If Congress does not allow more highly skilled foreign students to work in
the country after they graduate from U.S. universities, American high-tech
companies will lose their ability to develop innovative products, Microsoft
chairman Bill Gates told a congressional committee on Wednesday, March 12.
At a hearing of the House Science and Technology Committee, Gates outlined
immigration reforms that he said would help fill “a critical shortfall of
skilled scientists and engineers.”
He also advocated improving science and math education and increasing federal
funding for basic research.
On immigration, Gates urged lifting the annual cap on H-1B visas for highly
skilled immigrants. Last year, the 65,000-person ceiling was exceeded on April 2, the first day that companies could apply for visas for the next fiscal
year.
Gates also recommended that Congress increase the number of employment-based
visas, or green cards, extend the time that foreign students can stay in the
U.S. after they complete their degree, eliminate visa limits for individual
countries and make more highly skilled foreign employees permanent
residents.
H-1B legislation may not be viable on Capitol Hill. The immigration issue is
volatile and brittle following the collapse last year of a Senate bill that
would have increased border and work-site enforcement while creating a path
toward legal residency for undocumented workers.
Gates essentially is calling for a targeted fix for highly skilled
immigration. Without it, Microsoft and other firms will suffer.
“American companies simply will not have the talent they need to innovate and
compete,” he said. “Our higher education system doesn’t produce enough
scientists and engineers to meet the needs of the economy.”
Last year, Microsoft was unable to hire one-third of the foreign-born
candidates it sought because the company couldn’t obtain enough H-1B visas.
Gates warned that companies will relocate operations to countries where they can
find scientists and engineers.
Microsoft opened a facility in Vancouver, British Columbia, in 2007. Gates
praised Canada for policies that ease the hiring of foreign nationals.
“That government recognizes that competing for talent … is very, very
important,” Gates said.
Gates received gentle questioning from most of the committee, which was
celebrating the 50th anniversary of its founding with the hearing. Chairman Bart
Gordon, D-Tennessee, referred to Gates as a “rock star.” Many of his colleagues
were deferential and called Gates “sir.”
But Rep. Dana Rohrabacher, D-California, challenged Gates about whether H-1B
visas deny jobs to American graduates. Even if they didn’t excel in school, they
shouldn’t be shut out of the job market, according to Rohrabacher.

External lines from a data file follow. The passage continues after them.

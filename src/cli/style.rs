//! Terminal styling for `mflow` output
//!
//! [`Stylize`] adds semantic colors to anything that implements [`Display`].
//! Color support detection is delegated to `owo-colors`, so `NO_COLOR`,
//! `CLICOLOR_FORCE` and non-TTY output are handled there.
//!
//! | Method        | Color  | Stream | Used for                     |
//! |---------------|--------|--------|------------------------------|
//! | `.accent()`   | Cyan   | stdout | file names, counts, URLs     |
//! | `.error()`    | Red    | stderr | failures                     |
//! | `.muted()`    | Dim    | stdout | ids, hints                   |
//! | `.emphasis()` | Bold   | stdout | headers                      |

use indicatif::ProgressStyle;
use owo_colors::{OwoColorize, Style};
use std::fmt::{self, Display};
use std::sync::OnceLock;

pub use owo_colors::Stream;

const ACCENT: Style = Style::new().cyan();
const SUCCESS: Style = Style::new().green();
const ERROR: Style = Style::new().red();
const MUTED: Style = Style::new().dimmed();
const EMPHASIS: Style = Style::new().bold();

/// A value rendered with a style when the target stream supports color
#[derive(Clone, Debug)]
pub struct Styled<T> {
    value: T,
    style: Style,
    stream: Stream,
}

impl<T> Styled<T> {
    const fn new(value: T, style: Style, stream: Stream) -> Self {
        Self {
            value,
            style,
            stream,
        }
    }
}

impl<T: Display> Display for Styled<T> {
    fn fmt(&self, f: &mut fmt::Formatter<'_>) -> fmt::Result {
        write!(
            f,
            "{}",
            self.value
                .if_supports_color(self.stream, |v| v.style(self.style))
        )
    }
}

/// Semantic styling for any [`Display`] value
pub trait Stylize: Display {
    /// Cyan, for the thing the line is about
    fn accent(&self) -> Styled<&Self> {
        Styled::new(self, ACCENT, Stream::Stdout)
    }

    /// Red on stderr, for failures
    fn error(&self) -> Styled<&Self> {
        Styled::new(self, ERROR, Stream::Stderr)
    }

    /// Dim, for secondary details
    fn muted(&self) -> Styled<&Self> {
        Styled::new(self, MUTED, Stream::Stdout)
    }

    /// Bold, for headers
    fn emphasis(&self) -> Styled<&Self> {
        Styled::new(self, EMPHASIS, Stream::Stdout)
    }
}

impl<T: Display + ?Sized> Stylize for T {}

/// Green checkmark
pub const fn check() -> Styled<&'static str> {
    Styled::new("✓", SUCCESS, Stream::Stdout)
}

/// Red cross, rendered for stderr
pub const fn cross() -> Styled<&'static str> {
    Styled::new("✗", ERROR, Stream::Stderr)
}

/// Cyan arrow
pub const fn arrow() -> Styled<&'static str> {
    Styled::new("→", ACCENT, Stream::Stdout)
}

/// Dim list bullet
pub const fn bullet() -> Styled<&'static str> {
    Styled::new("○", MUTED, Stream::Stdout)
}

const fn to_hyperlink_stream(stream: Stream) -> supports_hyperlinks::Stream {
    match stream {
        Stream::Stdout => supports_hyperlinks::Stream::Stdout,
        Stream::Stderr => supports_hyperlinks::Stream::Stderr,
    }
}

/// Clickable OSC 8 link showing the URL itself, plain text when unsupported
pub fn hyperlink_url(stream: Stream, url: &str) -> String {
    if supports_hyperlinks::on(to_hyperlink_stream(stream)) {
        terminal_link::Link::new(url, url).to_string()
    } else {
        url.to_string()
    }
}

/// Spinner shown while waiting on the reservation service
pub fn spinner_style() -> ProgressStyle {
    static STYLE: OnceLock<ProgressStyle> = OnceLock::new();
    STYLE
        .get_or_init(|| {
            ProgressStyle::default_spinner()
                .template("{spinner:.cyan} {msg}")
                .expect("hardcoded spinner template is valid")
                .tick_chars("⠋⠙⠹⠸⠼⠴⠦⠧⠇⠏")
        })
        .clone()
}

“These ‘B’ students deserve to have good jobs and high-paying jobs,” he
said.
Gates acknowledged that Microsoft uses H-1B visas to attract the best talent
from U.S. schools.
“These top people are going to be hired,” Gates said. “The question is, what
country will they work in?”
Once they’re on board at Microsoft, they can be catalysts for projects that
create more openings. “The ‘B’ and ‘C’ students are the ones who get [the] jobs
around these top engineers,” Gates said.
Rohrabacher also questioned whether Microsoft is ignoring unemployed U.S.
scientists and depressing high-tech salaries through the use of H-1B visas.
“These jobs are going begging,” Gates said. “We’re not kidding. It’s not an
issue of raising wages. We’re hiring as many people as we can.”
In an interview after the hearing, a former computer programmer who was in
the audience disputed Gates’ assertion of a tight U.S. high-tech labor
market.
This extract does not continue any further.